[Records from a data collection]

####

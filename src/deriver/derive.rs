//! Metric derivation from column capability flags
//!
//! Rules, applied independently per column:
//! - `sum` on a numeric column → `sum__<col>`
//! - `min` on a numeric column → `min__<col>`
//! - `max` on a numeric column → `max__<col>`
//! - `count_distinct` on any column → `count_distinct__<col>`
//!
//! Plus one `count` metric per source. Expressions are rendered in the
//! backend form of the owning source: SQL text for relational sources,
//! aggregator JSON for OLAP sources.

use crate::catalog::{Aggregator, Backend, Column, Metric, MetricType};
use crate::ident::quote_identifier;
use crate::store::{load_source, CatalogStore, CatalogTransaction, StoreError};
use super::error::DeriveError;

pub const COUNT_METRIC: &str = "count";

/// The source-level `count` metric
pub fn count_metric(backend: &Backend) -> Metric {
    let expression = if backend.is_relational() {
        "COUNT(*)".to_string()
    } else {
        Aggregator::Count { name: COUNT_METRIC.to_string() }.to_json()
    };
    Metric::new(COUNT_METRIC, "COUNT(*)", MetricType::Count, expression)
}

/// Metrics implied by one column's flags and type. Never includes `count`.
pub fn derive_metrics(column: &Column, backend: &Backend) -> Vec<Metric> {
    let mut metrics = Vec::new();

    // sum/min/max are inert on non-numeric columns
    if let Some(family) = column.data_type.aggregator_family() {
        let numeric_rules = [
            (column.sum, MetricType::Sum, "sum", "SUM"),
            (column.min, MetricType::Min, "min", "MIN"),
            (column.max, MetricType::Max, "max", "MAX"),
        ];
        for (enabled, metric_type, prefix, sql_func) in numeric_rules {
            if !enabled {
                continue;
            }
            let name = format!("{}__{}", prefix, column.name);
            let expression = if backend.is_relational() {
                format!("{}({})", sql_func, quote_identifier(&column.name))
            } else {
                match Aggregator::numeric(family, metric_type, name.as_str(), column.name.as_str()) {
                    Some(agg) => agg.to_json(),
                    None => continue,
                }
            };
            metrics.push(Metric::new(
                name,
                format!("{}({})", sql_func, column.name),
                metric_type,
                expression,
            ));
        }
    }

    if column.count_distinct {
        let name = format!("count_distinct__{}", column.name);
        let expression = if backend.is_relational() {
            format!("COUNT(DISTINCT {})", quote_identifier(&column.name))
        } else {
            Aggregator::Cardinality {
                name: name.clone(),
                field_names: vec![column.name.clone()],
            }
            .to_json()
        };
        metrics.push(Metric::new(
            name,
            format!("COUNT(DISTINCT {})", column.name),
            MetricType::CountDistinct,
            expression,
        ));
    }

    metrics
}

/// Insert the source-level `count` metric unless one already exists.
/// Returns true if it was written.
pub fn ensure_count_metric(
    tx: &mut dyn CatalogTransaction,
    source: &str,
    backend: &Backend,
) -> Result<bool, StoreError> {
    if tx.get_metric(source, COUNT_METRIC)?.is_some() {
        return Ok(false);
    }
    tx.insert_metric(source, &count_metric(backend))
}

/// Insert the metrics derived from one column, skipping names the source
/// already has. Hand-edited metrics are never overwritten.
///
/// Returns the names of the metrics written.
pub fn generate_metrics(
    tx: &mut dyn CatalogTransaction,
    source: &str,
    backend: &Backend,
    column: &Column,
) -> Result<Vec<String>, StoreError> {
    let mut added = Vec::new();
    for metric in derive_metrics(column, backend) {
        if tx.get_metric(source, &metric.metric_name)?.is_some() {
            continue;
        }
        // The store's uniqueness check covers a concurrent insert between lookup and write
        if tx.insert_metric(source, &metric)? {
            added.push(metric.metric_name);
        }
    }

    if !added.is_empty() {
        tracing::debug!(source = %source, column = %column.name, metrics = ?added, "Derived metrics");
    }
    Ok(added)
}

/// Regenerate metrics for every column of a stored source.
///
/// The `count` metric is written once for the source; each column is then
/// committed as its own unit.
pub fn generate_source_metrics(
    store: &mut dyn CatalogStore,
    source_name: &str,
) -> Result<Vec<String>, DeriveError> {
    let source = load_source(store, source_name)?
        .ok_or_else(|| DeriveError::SourceNotFound(source_name.to_string()))?;

    let mut added = Vec::new();

    let mut tx = store.begin()?;
    if ensure_count_metric(tx.as_mut(), &source.name, &source.backend)? {
        added.push(COUNT_METRIC.to_string());
    }
    tx.commit()?;

    for column in &source.columns {
        let mut tx = store.begin()?;
        added.extend(generate_metrics(tx.as_mut(), &source.name, &source.backend, column)?);
        tx.commit()?;
    }

    tracing::info!(source = %source.name, added = added.len(), "Generated source metrics");
    Ok(added)
}

#[cfg(test)]
mod tests {
    use super::*;
    use crate::catalog::{Catalog, DataType, Source};
    use crate::store::MemoryStore;
    use serde_json::{json, Value};

    fn names(metrics: &[Metric]) -> Vec<&str> {
        metrics.iter().map(|m| m.metric_name.as_str()).collect()
    }

    fn aggregator(metric: &Metric) -> Value {
        serde_json::from_str(&metric.expression).unwrap()
    }

    #[test]
    fn test_all_flags_on_numeric_column() {
        let col = Column::new("c", DataType::Long)
            .with_sum()
            .with_min()
            .with_max()
            .with_count_distinct();
        let metrics = derive_metrics(&col, &Backend::olap("druid"));
        assert_eq!(names(&metrics), vec!["sum__c", "min__c", "max__c", "count_distinct__c"]);
        assert_eq!(
            aggregator(&metrics[0]),
            json!({"type": "longSum", "name": "sum__c", "fieldName": "c"})
        );
        assert_eq!(metrics[1].verbose_name, "MIN(c)");
        assert_eq!(metrics[3].verbose_name, "COUNT(DISTINCT c)");
        assert_eq!(metrics[3].metric_type, MetricType::CountDistinct);
    }

    #[test]
    fn test_float_narrows_to_double_family() {
        let col = Column::new("price", DataType::Float).with_sum().with_max();
        let metrics = derive_metrics(&col, &Backend::olap("druid"));
        assert_eq!(aggregator(&metrics[0])["type"], "doubleSum");
        assert_eq!(aggregator(&metrics[1])["type"], "doubleMax");
    }

    #[test]
    fn test_string_column_ignores_numeric_flags() {
        let col = Column::new("country", DataType::String).with_sum().with_min().with_max();
        assert!(derive_metrics(&col, &Backend::olap("druid")).is_empty());

        let col = col.with_count_distinct();
        let metrics = derive_metrics(&col, &Backend::olap("druid"));
        assert_eq!(names(&metrics), vec!["count_distinct__country"]);
        assert_eq!(
            aggregator(&metrics[0]),
            json!({"type": "cardinality", "name": "count_distinct__country", "fieldNames": ["country"]})
        );
    }

    #[test]
    fn test_relational_expressions_are_sql() {
        let col = Column::new("revenue", DataType::Double).with_sum().with_count_distinct();
        let metrics = derive_metrics(&col, &Backend::relational("warehouse"));
        assert_eq!(metrics[0].expression, "SUM(revenue)");
        assert_eq!(metrics[1].expression, "COUNT(DISTINCT revenue)");
        assert_eq!(count_metric(&Backend::relational("warehouse")).expression, "COUNT(*)");
    }

    #[test]
    fn test_relational_expression_escapes_column() {
        let col = Column::new("gross amount", DataType::Double).with_sum();
        let metrics = derive_metrics(&col, &Backend::relational("warehouse"));
        assert_eq!(metrics[0].metric_name, "sum__gross amount");
        assert_eq!(metrics[0].expression, "SUM(\"gross amount\")");
    }

    #[test]
    fn test_olap_count_metric() {
        let count = count_metric(&Backend::olap("druid"));
        assert_eq!(count.verbose_name, "COUNT(*)");
        assert_eq!(aggregator(&count), json!({"type": "count", "name": "count"}));
    }

    #[test]
    fn test_generate_metrics_is_idempotent() {
        let mut store = MemoryStore::new();
        let backend = Backend::olap("druid");
        let col = Column::new("amount", DataType::Double).with_sum().with_min();

        let mut tx = store.begin().unwrap();
        tx.upsert_source("events", &backend).unwrap();
        let first = generate_metrics(tx.as_mut(), "events", &backend, &col).unwrap();
        let second = generate_metrics(tx.as_mut(), "events", &backend, &col).unwrap();
        tx.commit().unwrap();

        assert_eq!(first, vec!["sum__amount", "min__amount"]);
        assert!(second.is_empty());
        assert_eq!(store.source("events").unwrap().metrics.len(), 2);
    }

    #[test]
    fn test_generate_metrics_keeps_hand_edited_expression() {
        let mut store = MemoryStore::new();
        let backend = Backend::olap("druid");
        let col = Column::new("amount", DataType::Double).with_sum();
        let edited = Metric::new("sum__amount", "Revenue", MetricType::Sum, r#"{"type":"doubleSum","name":"sum__amount","fieldName":"net"}"#);

        let mut tx = store.begin().unwrap();
        tx.upsert_source("events", &backend).unwrap();
        tx.insert_metric("events", &edited).unwrap();
        assert!(generate_metrics(tx.as_mut(), "events", &backend, &col).unwrap().is_empty());
        tx.commit().unwrap();

        assert_eq!(store.source("events").unwrap().get_metric("sum__amount"), Some(&edited));
    }

    #[test]
    fn test_generate_source_metrics_counts_once() {
        let source = Source::new("events", Backend::olap("druid"))
            .with_column(Column::new("a", DataType::Long).with_sum())
            .with_column(Column::new("b", DataType::Long).with_max());
        let mut store = MemoryStore::from_catalog(&Catalog {
            sources: vec![source],
            ..Default::default()
        });

        let added = generate_source_metrics(&mut store, "events").unwrap();
        assert_eq!(added, vec!["count", "sum__a", "max__b"]);

        let again = generate_source_metrics(&mut store, "events").unwrap();
        assert!(again.is_empty());

        let metrics = &store.source("events").unwrap().metrics;
        assert_eq!(metrics.iter().filter(|m| m.metric_name == "count").count(), 1);
    }

    #[test]
    fn test_generate_source_metrics_unknown_source() {
        let mut store = MemoryStore::new();
        let err = generate_source_metrics(&mut store, "ghost").unwrap_err();
        assert!(matches!(err, DeriveError::SourceNotFound(_)));
    }
}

####

Please return all lines from the records that hold the word "already".

/// Insert the source-level `count` metric unless one already exists.
/// already has. Hand-edited metrics are never overwritten.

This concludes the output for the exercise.